Na uniwersytecie studiowałem inżynierię mechaniczną i wtedy pomyślałem, że w sumie w przyszłości chcę pracować w branży sportów motorowych, czy to przy F1, czy WRC. Na szczęście niemal zaraz po zakończeniu studiów udało mi się znaleźć pracę w Toyocie i to właśnie przy samochodach WRC.

A nie myślałeś kiedyś, aby np. spróbować swoich możliwości na żużlu?

Tak, kiedyś był taki pomysł, że może byłoby fajnie. Jednak na razie nie posmakowałem tego czarnego sportu, choć domyślam się, że na pewno by mi się to spodobało.

Trzy lata temu zająłeś trzynaste miejsce w mistrzostwach Finlandii, a rok później byłeś czternasty.

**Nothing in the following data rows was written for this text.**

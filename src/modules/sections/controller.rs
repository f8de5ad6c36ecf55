use axum::{
    Json,
    extract::{Path, State},
};
use tracing::instrument;
use uuid::Uuid;

use crate::modules::MessageResponse;
use crate::state::AppState;
use crate::utils::errors::{AppError, ErrorResponse};
use crate::validator::ValidatedJson;

use super::model::{CreateSectionDto, Section, UpdateSectionDto};
use super::service::SectionService;

#[utoipa::path(
    post,
    path = "/api/sections",
    request_body = CreateSectionDto,
    responses(
        (status = 200, description = "Section created", body = Section),
        (status = 400, description = "Invalid request body", body = ErrorResponse),
        (status = 401, description = "Unauthorized", body = ErrorResponse),
        (status = 403, description = "Access denied", body = ErrorResponse),
        (status = 409, description = "Section name already taken", body = ErrorResponse)
    ),
    security(
        ("user_id_header" = [], "active_role_header" = [])
    ),
    tag = "Sections"
)]
#[instrument]
pub async fn create_section(
    State(state): State<AppState>,
    ValidatedJson(dto): ValidatedJson<CreateSectionDto>,
) -> Result<Json<Section>, AppError> {
    let section = SectionService::create_section(&state.db, dto).await?;
    Ok(Json(section))
}

#[utoipa::path(
    get,
    path = "/api/sections",
    responses(
        (status = 200, description = "Sections ordered by name", body = Vec<Section>),
        (status = 401, description = "Unauthorized", body = ErrorResponse),
        (status = 403, description = "Access denied", body = ErrorResponse)
    ),
    security(
        ("user_id_header" = [], "active_role_header" = [])
    ),
    tag = "Sections"
)]
#[instrument]
pub async fn get_sections(State(state): State<AppState>) -> Result<Json<Vec<Section>>, AppError> {
    let sections = SectionService::get_sections(&state.db).await?;
    Ok(Json(sections))
}

#[utoipa::path(
    get,
    path = "/api/sections/{id}",
    params(
        ("id" = Uuid, Path, description = "Section ID")
    ),
    responses(
        (status = 200, description = "Section details", body = Section),
        (status = 401, description = "Unauthorized", body = ErrorResponse),
        (status = 403, description = "Access denied", body = ErrorResponse),
        (status = 404, description = "Section not found", body = ErrorResponse)
    ),
    security(
        ("user_id_header" = [], "active_role_header" = [])
    ),
    tag = "Sections"
)]
#[instrument]
pub async fn get_section(
    State(state): State<AppState>,
    Path(id): Path<Uuid>,
) -> Result<Json<Section>, AppError> {
    let section = SectionService::get_section(&state.db, id).await?;
    Ok(Json(section))
}

#[utoipa::path(
    put,
    path = "/api/sections/{id}",
    params(
        ("id" = Uuid, Path, description = "Section ID")
    ),
    request_body = UpdateSectionDto,
    responses(
        (status = 200, description = "Section updated", body = Section),
        (status = 400, description = "Invalid request body", body = ErrorResponse),
        (status = 401, description = "Unauthorized", body = ErrorResponse),
        (status = 403, description = "Access denied", body = ErrorResponse),
        (status = 404, description = "Section not found", body = ErrorResponse),
        (status = 409, description = "Section name already taken", body = ErrorResponse)
    ),
    security(
        ("user_id_header" = [], "active_role_header" = [])
    ),
    tag = "Sections"
)]
#[instrument]
pub async fn update_section(
    State(state): State<AppState>,
    Path(id): Path<Uuid>,
    ValidatedJson(dto): ValidatedJson<UpdateSectionDto>,
) -> Result<Json<Section>, AppError> {
    let section = SectionService::update_section(&state.db, id, dto).await?;
    Ok(Json(section))
}

#[utoipa::path(
    delete,
    path = "/api/sections/{id}",
    params(
        ("id" = Uuid, Path, description = "Section ID")
    ),
    responses(
        (status = 200, description = "Section deleted", body = MessageResponse),
        (status = 401, description = "Unauthorized", body = ErrorResponse),
        (status = 403, description = "Access denied", body = ErrorResponse),
        (status = 404, description = "Section not found", body = ErrorResponse)
    ),
    security(
        ("user_id_header" = [], "active_role_header" = [])
    ),
    tag = "Sections"
)]
#[instrument]
pub async fn delete_section(
    State(state): State<AppState>,
    Path(id): Path<Uuid>,
) -> Result<Json<MessageResponse>, AppError> {
    SectionService::delete_section(&state.db, id).await?;
    Ok(Json(MessageResponse {
        message: "Section deleted".to_string(),
    }))
}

W dwa lata dojechałeś do światowej czołówki. Jakie to uczucie?

Nikt z mojej rodziny nie jeździł na lodzie, więc trudno było mi się tego wszystkiego nauczyć samemu. A to nie tylko kwestia jazdy, ale również jego ustawień. Do dziś czuję, że kiedy jeżdżę, to w każdy weekend czegoś się uczę. Jednak jestem niesamowicie szczęśliwy z tego, jakie wsparcie otrzymuję od tej lodowej społeczności. Przez pierwsze dwa lata miałem także spore problemy z konfiguracją zawieszenia, ale w tym roku wszystko zaczęło w końcu działać prawidłowo, a co za tym idzie, wyniki poszły w górę. Obecnie jestem w pełni zadowolony ze swojego poziomu i że mogę ścigać się na najwyższym poziomie.

Z jakimi nadziejami jechałeś do Sanoka na mistrzostwa Europy?

Na pewno celowałem w podium. Wiedziałem, że mam wystarczającą prędkość, aby to zrobić. O ile tylko wszystko poszłoby zgodnie z moim planem.

Gdyby nie upadki, to kto wie, czy z Polski nie wyjechałbyś z jednym z medali. Czujesz się lekko rozdrażniony wynikiem?

Oczywiście, że nie jestem zadowolony. Czasami jednak w sporcie sprawy nie idą zgodnie z planem i cóż... Muszę się zresetować i wrócę silniejszy na turniej w Inzell (Indywidualne Mistrzostwa Świata - dop. red.).

A te upadki to wynikają z jeszcze niewystarczających umiejętności, zbyt ofensywnego stylu jazdy, czy po prostu z pecha?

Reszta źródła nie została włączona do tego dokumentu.